Extracted data entries:
----
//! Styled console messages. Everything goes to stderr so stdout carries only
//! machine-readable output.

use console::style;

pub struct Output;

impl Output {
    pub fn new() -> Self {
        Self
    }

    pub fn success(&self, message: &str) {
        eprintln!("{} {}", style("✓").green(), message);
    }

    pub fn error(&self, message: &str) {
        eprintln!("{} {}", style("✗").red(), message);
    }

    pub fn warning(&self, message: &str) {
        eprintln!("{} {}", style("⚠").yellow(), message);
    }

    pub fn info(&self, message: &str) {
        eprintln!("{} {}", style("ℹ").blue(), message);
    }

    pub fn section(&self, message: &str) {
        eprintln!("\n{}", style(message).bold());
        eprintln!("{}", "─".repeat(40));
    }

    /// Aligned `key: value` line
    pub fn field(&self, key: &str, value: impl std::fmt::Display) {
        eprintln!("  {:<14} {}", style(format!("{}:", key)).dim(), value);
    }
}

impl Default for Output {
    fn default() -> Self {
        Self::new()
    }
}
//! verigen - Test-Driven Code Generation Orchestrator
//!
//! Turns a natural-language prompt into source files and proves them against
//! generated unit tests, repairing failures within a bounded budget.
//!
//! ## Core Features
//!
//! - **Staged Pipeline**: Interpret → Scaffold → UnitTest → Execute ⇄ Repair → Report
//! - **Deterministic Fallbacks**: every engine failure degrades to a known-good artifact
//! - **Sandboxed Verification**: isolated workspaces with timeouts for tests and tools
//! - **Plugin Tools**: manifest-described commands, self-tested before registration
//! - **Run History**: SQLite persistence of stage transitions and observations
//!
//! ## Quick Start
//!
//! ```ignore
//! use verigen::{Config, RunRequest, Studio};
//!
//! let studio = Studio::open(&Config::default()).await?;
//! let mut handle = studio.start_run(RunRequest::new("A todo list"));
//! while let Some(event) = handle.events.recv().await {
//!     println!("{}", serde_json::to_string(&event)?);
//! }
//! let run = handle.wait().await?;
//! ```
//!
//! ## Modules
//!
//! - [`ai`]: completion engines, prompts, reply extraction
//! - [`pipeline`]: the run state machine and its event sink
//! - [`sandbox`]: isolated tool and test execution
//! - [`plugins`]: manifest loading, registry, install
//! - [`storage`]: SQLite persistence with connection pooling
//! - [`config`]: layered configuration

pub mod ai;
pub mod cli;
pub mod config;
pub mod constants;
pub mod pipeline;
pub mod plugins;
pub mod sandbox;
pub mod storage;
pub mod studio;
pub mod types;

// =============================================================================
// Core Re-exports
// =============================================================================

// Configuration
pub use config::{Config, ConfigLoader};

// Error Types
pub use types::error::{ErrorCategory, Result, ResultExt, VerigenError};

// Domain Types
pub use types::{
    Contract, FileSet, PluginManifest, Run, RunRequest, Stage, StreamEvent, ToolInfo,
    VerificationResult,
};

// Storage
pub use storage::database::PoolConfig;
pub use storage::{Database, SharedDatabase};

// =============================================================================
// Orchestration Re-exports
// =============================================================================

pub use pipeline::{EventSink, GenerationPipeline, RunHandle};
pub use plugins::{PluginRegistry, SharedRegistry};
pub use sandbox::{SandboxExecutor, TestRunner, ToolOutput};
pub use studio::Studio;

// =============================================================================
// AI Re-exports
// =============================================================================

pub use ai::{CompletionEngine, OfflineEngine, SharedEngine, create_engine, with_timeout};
----
**Work instruction:** Look above for the line with "pub fn new()"; retype exactly that line, every line after it up to the line with "fn default() ->", and that line too, nothing else.

**Task answer:**
    pub fn new() -> Self {
        Self
    }

    pub fn success(&self, message: &str) {
        eprintln!("{} {}", style("✓").green(), message);
    }

    pub fn error(&self, message: &str) {
        eprintln!("{} {}", style("✗").red(), message);
    }

    pub fn warning(&self, message: &str) {
        eprintln!("{} {}", style("⚠").yellow(), message);
    }

    pub fn info(&self, message: &str) {
        eprintln!("{} {}", style("ℹ").blue(), message);
    }

    pub fn section(&self, message: &str) {
        eprintln!("\n{}", style(message).bold());
        eprintln!("{}", "─".repeat(40));
    }

    /// Aligned `key: value` line
    pub fn field(&self, key: &str, value: impl std::fmt::Display) {
        eprintln!("  {:<14} {}", style(format!("{}:", key)).dim(), value);
    }
}

impl Default for Output {
    fn default() -> Self {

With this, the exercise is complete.